Although conditions on Titan's surface are a frosty -179 degrees Celsius, it is the only body in the solar system other than Earth that has a nitrogen-rich atmosphere. The second largest moon in the solar system--behind only Jupiter's Ganymede--Titan also resembles Earth in having a complex weather cycle, landscapes carved by liquid flow, and volcanic activity, albeit of a freezing cold variety. It may in fact resemble our planet in the earliest stages of its existence.

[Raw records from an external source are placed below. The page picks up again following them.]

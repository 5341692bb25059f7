use crate::segmentation::Matte;
use image::imageops::{self, FilterType};

/// Inclusive pixel bounds of the foreground silhouette.
#[derive(Debug, Clone, Copy, PartialEq, Eq)]
pub struct BoundingBox {
    pub min_x: u32,
    pub max_x: u32,
    pub min_y: u32,
    pub max_y: u32,
}

impl BoundingBox {
    fn at(x: u32, y: u32) -> Self {
        Self {
            min_x: x,
            max_x: x,
            min_y: y,
            max_y: y,
        }
    }

    fn include(&mut self, x: u32, y: u32) {
        self.min_x = self.min_x.min(x);
        self.max_x = self.max_x.max(x);
        self.min_y = self.min_y.min(y);
        self.max_y = self.max_y.max(y);
    }

    pub fn width(&self) -> u32 {
        self.max_x - self.min_x + 1
    }

    pub fn height(&self) -> u32 {
        self.max_y - self.min_y + 1
    }

    pub fn area(&self) -> u64 {
        self.width() as u64 * self.height() as u64
    }
}

/// Coarse silhouette statistics for one matte.
///
/// Every ratio except `aspect_ratio` lies in [0, 1]. A frame without a
/// subject has no descriptor at all rather than a zero-area one.
#[derive(Debug, Clone, Copy, PartialEq)]
pub struct PersonDescriptor {
    pub bbox: BoundingBox,
    /// High-confidence foreground pixels over all pixels.
    pub pixel_ratio: f32,
    /// Bounding-box area over frame area.
    pub bounding_box_ratio: f32,
    /// Bounding-box height over width.
    pub aspect_ratio: f32,
    pub relative_center_x: f32,
    pub relative_center_y: f32,
    /// Silhouette area over frame area, as used for pose comparison.
    pub area_ratio: f32,
}

impl PersonDescriptor {
    /// Larger of the pixel and bounding-box occupancy; drives distance bucketing.
    pub fn effective_ratio(&self) -> f32 {
        self.pixel_ratio.max(self.bounding_box_ratio)
    }
}

/// Reduces a segmentation matte to a [`PersonDescriptor`].
///
/// Two thresholds are applied in the same pass: a strict one for counting
/// foreground pixels and a looser one for growing the bounding envelope.
#[derive(Debug, Clone, Copy)]
pub struct MaskAnalyzer {
    pixel_threshold: u8,
    bbox_threshold: u8,
}

impl Default for MaskAnalyzer {
    fn default() -> Self {
        Self::new(200, 128)
    }
}

impl MaskAnalyzer {
    pub fn new(pixel_threshold: u8, bbox_threshold: u8) -> Self {
        Self {
            pixel_threshold,
            bbox_threshold,
        }
    }

    /// Analyze `matte` as if it covered a `width`x`height` frame.
    ///
    /// A matte of a different size is resampled first. Returns `None` for an
    /// empty frame or when no pixel clears the bounding-box threshold.
    pub fn analyze(&self, matte: &Matte, width: u32, height: u32) -> Option<PersonDescriptor> {
        let _span = tracing::debug_span!("analyze_matte").entered();

        if width == 0 || height == 0 || matte.width() == 0 || matte.height() == 0 {
            return None;
        }

        let resized;
        let matte = if matte.dimensions() != (width, height) {
            resized = imageops::resize(matte, width, height, FilterType::Triangle);
            &resized
        } else {
            matte
        };

        let mut foreground = 0u64;
        let mut bbox: Option<BoundingBox> = None;

        for (x, y, pixel) in matte.enumerate_pixels() {
            let value = pixel[0];
            if value > self.pixel_threshold {
                foreground += 1;
            }
            if value > self.bbox_threshold {
                match bbox.as_mut() {
                    Some(bbox) => bbox.include(x, y),
                    None => bbox = Some(BoundingBox::at(x, y)),
                }
            }
        }

        let bbox = bbox?;
        let total = width as f64 * height as f64;
        let bbox_ratio = (bbox.area() as f64 / total) as f32;
        let center_x = (bbox.min_x + bbox.max_x + 1) as f64 / 2.0;
        let center_y = (bbox.min_y + bbox.max_y + 1) as f64 / 2.0;

        Some(PersonDescriptor {
            bbox,
            pixel_ratio: (foreground as f64 / total) as f32,
            bounding_box_ratio: bbox_ratio,
            aspect_ratio: bbox.height() as f32 / bbox.width() as f32,
            relative_center_x: (center_x / width as f64) as f32,
            relative_center_y: (center_y / height as f64) as f32,
            area_ratio: bbox_ratio,
        })
    }
}
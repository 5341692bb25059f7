mod background;
mod overlay;

pub use background::{Backdrop, BackgroundLayer, BackgroundSpec};
pub use overlay::draw_countdown;

use crate::segmentation::Matte;
use image::imageops::{self, FilterType};
use image::RgbImage;
use std::borrow::Cow;

/// Renders the displayable frame at a fixed canvas resolution.
///
/// Layering, bottom to top: background (only with the subject in range and
/// a background selected), the subject cut out through the matte, then the
/// countdown overlay. Without a background the raw frame is drawn as-is.
#[derive(Debug, Clone)]
pub struct FrameCompositor {
    width: u32,
    height: u32,
    blur_sigma: f32,
    mirror: bool,
}

impl FrameCompositor {
    pub fn new(width: u32, height: u32, blur_sigma: f32, mirror: bool) -> Self {
        Self {
            width,
            height,
            blur_sigma,
            mirror,
        }
    }

    pub fn canvas_size(&self) -> (u32, u32) {
        (self.width, self.height)
    }

    /// Scale a frame to the canvas. This is also the unmasked photo that gets captured.
    pub fn fit_frame(&self, frame: &RgbImage) -> RgbImage {
        if frame.dimensions() == (self.width, self.height) {
            frame.clone()
        } else {
            imageops::resize(frame, self.width, self.height, FilterType::Triangle)
        }
    }

    pub fn fit_matte<'a>(&self, matte: &'a Matte) -> Cow<'a, Matte> {
        if matte.dimensions() == (self.width, self.height) {
            Cow::Borrowed(matte)
        } else {
            Cow::Owned(imageops::resize(
                matte,
                self.width,
                self.height,
                FilterType::Triangle,
            ))
        }
    }

    /// Composite a source frame of any size.
    pub fn composite(
        &self,
        frame: &RgbImage,
        matte: Option<&Matte>,
        backdrop: &Backdrop,
        in_range: bool,
        countdown: Option<u8>,
    ) -> RgbImage {
        let base = self.fit_frame(frame);
        let matte = matte.map(|m| self.fit_matte(m));
        self.composite_fitted(&base, matte.as_deref(), backdrop, in_range, countdown)
    }

    /// Composite a frame and matte already at canvas size.
    pub fn composite_fitted(
        &self,
        base: &RgbImage,
        matte: Option<&Matte>,
        backdrop: &Backdrop,
        in_range: bool,
        countdown: Option<u8>,
    ) -> RgbImage {
        let _span = tracing::debug_span!("composite").entered();

        let mut canvas = match (in_range, matte, backdrop.layer()) {
            (true, Some(matte), BackgroundLayer::Blur) => {
                let blurred = if self.blur_sigma > 0.0 {
                    imageops::fast_blur(base, self.blur_sigma)
                } else {
                    base.clone()
                };
                cut_out(base, matte, blurred)
            }
            (true, Some(matte), BackgroundLayer::Image(image)) => {
                cut_out(base, matte, image.clone())
            }
            _ => base.clone(),
        };

        if self.mirror {
            imageops::flip_horizontal_in_place(&mut canvas);
        }

        // Last, so nothing can cover it.
        if let Some(digit) = countdown {
            overlay::draw_countdown(&mut canvas, digit);
        }

        canvas
    }
}

/// Blend `subject` over `background` using the matte as alpha.
fn cut_out(subject: &RgbImage, matte: &Matte, mut background: RgbImage) -> RgbImage {
    for ((fg, alpha), bg) in subject
        .pixels()
        .zip(matte.pixels())
        .zip(background.pixels_mut())
    {
        let a = alpha.0[0] as u16;
        for c in 0..3 {
            let blended = (fg.0[c] as u16 * a + bg.0[c] as u16 * (255 - a) + 127) / 255;
            bg.0[c] = blended as u8;
        }
    }
    background
}

#[cfg(test)]
mod tests {
    use super::*;
    use image::{GrayImage, Luma, Rgb};

    fn gradient(w: u32, h: u32) -> RgbImage {
        RgbImage::from_fn(w, h, |x, y| Rgb([(x % 256) as u8, (y % 256) as u8, 90]))
    }

    fn half_matte(w: u32, h: u32) -> GrayImage {
        GrayImage::from_fn(w, h, |x, _| if x < w / 2 { Luma([255]) } else { Luma([0]) })
    }

    #[test]
    fn no_background_is_scaled_raw_frame() {
        let compositor = FrameCompositor::new(64, 36, 8.0, false);
        let frame = gradient(128, 72);
        let expected = compositor.fit_frame(&frame);

        for matte in [None, Some(half_matte(128, 72)), Some(GrayImage::new(32, 18))] {
            for in_range in [false, true] {
                let out = compositor.composite(
                    &frame,
                    matte.as_ref(),
                    &Backdrop::none(),
                    in_range,
                    None,
                );
                assert_eq!(out, expected);
            }
        }
    }

    #[test]
    fn output_is_always_canvas_sized() {
        let compositor = FrameCompositor::new(64, 36, 8.0, false);
        for (w, h) in [(640, 480), (16, 16), (64, 36)] {
            let out = compositor.composite(&gradient(w, h), None, &Backdrop::none(), false, Some(2));
            assert_eq!(out.dimensions(), (64, 36));
        }
    }

    #[test]
    fn out_of_range_skips_background() {
        let compositor = FrameCompositor::new(32, 32, 2.0, false);
        let frame = gradient(32, 32);
        let backdrop = Backdrop::load(&BackgroundSpec::Blur, 32, 32).unwrap();
        let out = compositor.composite(&frame, Some(&half_matte(32, 32)), &backdrop, false, None);
        assert_eq!(out, frame);
    }

    #[test]
    fn subject_is_cut_onto_background() {
        let compositor = FrameCompositor::new(32, 32, 2.0, false);
        let frame = RgbImage::from_pixel(32, 32, Rgb([250, 10, 10]));
        let backdrop_image = RgbImage::from_pixel(32, 32, Rgb([0, 0, 200]));
        let backdrop = Backdrop {
            spec: BackgroundSpec::Image("inline".into()),
            layer: BackgroundLayer::Image(backdrop_image),
        };

        let out = compositor.composite(&frame, Some(&half_matte(32, 32)), &backdrop, true, None);
        assert_eq!(*out.get_pixel(2, 16), Rgb([250, 10, 10]));
        assert_eq!(*out.get_pixel(30, 16), Rgb([0, 0, 200]));
    }

    #[test]
    fn soft_matte_blends() {
        let subject = RgbImage::from_pixel(1, 1, Rgb([200, 0, 100]));
        let matte = GrayImage::from_pixel(1, 1, Luma([128]));
        let background = RgbImage::from_pixel(1, 1, Rgb([0, 200, 100]));
        let out = cut_out(&subject, &matte, background);
        assert_eq!(*out.get_pixel(0, 0), Rgb([100, 100, 100]));
    }

    #[test]
    fn mirror_flips_display() {
        let compositor = FrameCompositor::new(4, 1, 0.0, true);
        let frame = RgbImage::from_fn(4, 1, |x, _| Rgb([x as u8 * 10, 0, 0]));
        let out = compositor.composite(&frame, None, &Backdrop::none(), false, None);
        assert_eq!(out.get_pixel(0, 0).0[0], 30);
        assert_eq!(out.get_pixel(3, 0).0[0], 0);
    }

    #[test]
    fn countdown_overlay_is_drawn_last() {
        let compositor = FrameCompositor::new(64, 36, 8.0, false);
        let frame = RgbImage::from_pixel(64, 36, Rgb([200, 200, 200]));
        let out = compositor.composite(&frame, None, &Backdrop::none(), false, Some(3));
        assert_eq!(*out.get_pixel(0, 0), Rgb([100, 100, 100]));
    }
}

But Titan is also clearly an exotic world swaddled in a dense layer of smog and frozen in a primitive, hydrogen-rich state. The methane and nitrogen that constitute its atmosphere form various aerosols in the sunlight--giving the moon its orange aspect--that then drift down through the atmosphere as alien snow leaving a soft covering as much as one kilometer thick on the surface, which is littered with water ice instead of rocks.

Huygens collected data throughout its two-and-a-half-hour descent to the surface and for more than an hour after it landed. The probe's various systems included instruments to measure the atmosphere, wind, aerosols, gases and the surface itself. But the joint NASA / European Space Agency mission has raised as many questions as it has answered. Among these new mysteries is the question of how Titan continues to hold such large quantities of methane in its atmosphere when chemistry suggests that the gas should disappear within 100 million years. A vast reservoir of methane must exist somewhere within Titan that replenishes its atmosphere regularly.

Of course, one thing that can produce a lot of methane is life, but the particular carbon isotopes the probe found on Titan make that unlikely. Still, even if Earth and Titan don¿t appear to share life, the family resemblance remains strong. In fact, on its descent to the Titanian surface, Huygens detected ionic disturbances in the atmosphere, suggesting that Titan, like Earth, may experience lightning during summer storms.